Journalists committed to informing the public would have asked why a movement that gained prominence after the death of Michael Brown never used the words “police” or “brutality” in any of its 13 guiding principles.

Instead, the media’s ignorance, incuriosity, and ideology helped BLM use the tragic deaths of black men to advance its real priorities – police abolition, LGBTQ advocacy, and making money.

They got rich, our streets got a lot more dangerous, and a lot more black lives were lost. Their rise is a symptom of a political culture influenced more by symbolism than substance. This is a bipartisan failure.

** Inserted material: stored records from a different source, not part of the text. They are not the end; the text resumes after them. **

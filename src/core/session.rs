use crate::domain::model::{Outcome, UploadedImage};
use crate::utils::error::{HelperError, Result};

#[derive(Debug, Clone, PartialEq, Eq)]
pub enum SessionState {
    Idle,
    ImageSelected,
    Processing,
    Finished(Outcome),
}

impl SessionState {
    fn name(&self) -> &'static str {
        match self {
            SessionState::Idle => "idle",
            SessionState::ImageSelected => "waiting for the explain action",
            SessionState::Processing => "processing",
            SessionState::Finished(_) => "finished",
        }
    }
}

/// One user's upload/explain cycle.
///
/// Idle -> ImageSelected -> Processing -> Finished. Selecting another image
/// from ImageSelected or Finished starts over; nothing can be selected or
/// triggered while Processing.
#[derive(Debug)]
pub struct HomeworkSession {
    state: SessionState,
    image: Option<UploadedImage>,
}

impl Default for HomeworkSession {
    fn default() -> Self {
        Self::new()
    }
}

impl HomeworkSession {
    pub fn new() -> Self {
        Self {
            state: SessionState::Idle,
            image: None,
        }
    }

    pub fn state(&self) -> &SessionState {
        &self.state
    }

    pub fn image(&self) -> Option<&UploadedImage> {
        self.image.as_ref()
    }

    pub fn select_image(&mut self, image: UploadedImage) -> Result<()> {
        if self.state == SessionState::Processing {
            return Err(self.invalid("select an image"));
        }
        image.validate()?;
        tracing::debug!("Image selected: {:?}", image);
        self.image = Some(image);
        self.state = SessionState::ImageSelected;
        Ok(())
    }

    /// Hands the selected image over for processing.
    pub(crate) fn begin(&mut self) -> Result<UploadedImage> {
        if self.state != SessionState::ImageSelected {
            return Err(self.invalid("explain"));
        }
        let image = self.image.take().ok_or_else(|| self.invalid("explain"))?;
        self.state = SessionState::Processing;
        Ok(image)
    }

    pub(crate) fn finish(&mut self, outcome: Outcome) {
        self.state = SessionState::Finished(outcome);
    }

    pub fn outcome(&self) -> Option<&Outcome> {
        match &self.state {
            SessionState::Finished(outcome) => Some(outcome),
            _ => None,
        }
    }

    fn invalid(&self, action: &str) -> HelperError {
        HelperError::InvalidState {
            action: action.to_string(),
            state: self.state.name().to_string(),
        }
    }
}
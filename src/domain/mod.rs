// Domain layer: core models and ports (interfaces). No HTTP or UI code lives here.

pub mod model;
pub mod ports;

The U.S. Department of Justice released a report on Aug. 10, 2016, that found the Baltimore City Police Department made stops, searches, and arrests without the required legal justification. The DOJ found that the BPD engaged in a “pattern or practice of conduct that violates the First and Fourth Amendments of the Constitution as well as federal anti-discrimination laws.”

I remember checking conservative websites like National Review and American Conservative to see if any of their writers would speak up in defense of Baltimore residents who had their civil liberties violated. I saw one column between the two sites on this report, and it defended the conduct of the BPD.

This stood in stark contrast to several stories both sites ran that month on Colin Kaepernick and his decision to kneel during the national anthem to protest racial injustice. Conservatives showed they will pass up an opportunity to defend the Constitution and the rights of citizens if it means an opportunity to slam liberals.

The social justice movements of the past decade have helped entrench the diversity, inclusion, and equity (DIE) industry in every major American institution from K-12 education to Fortune 500 companies.

America needs leaders and citizens who can see an issue that requires public attention and find groups who are working toward a productive solution while refusing to grant legitimacy to Trojan horses dressed as allies.

We don’t have those leaders today because our culture is currently being led by people who are extremely vulnerable to emotional manipulation. Given the number of elected officials, journalists, athletes, and academics who were hoodwinked by self-serving activists, it’s clear that the next movement we need is a national embrace of discernment, wisdom, and knowledge.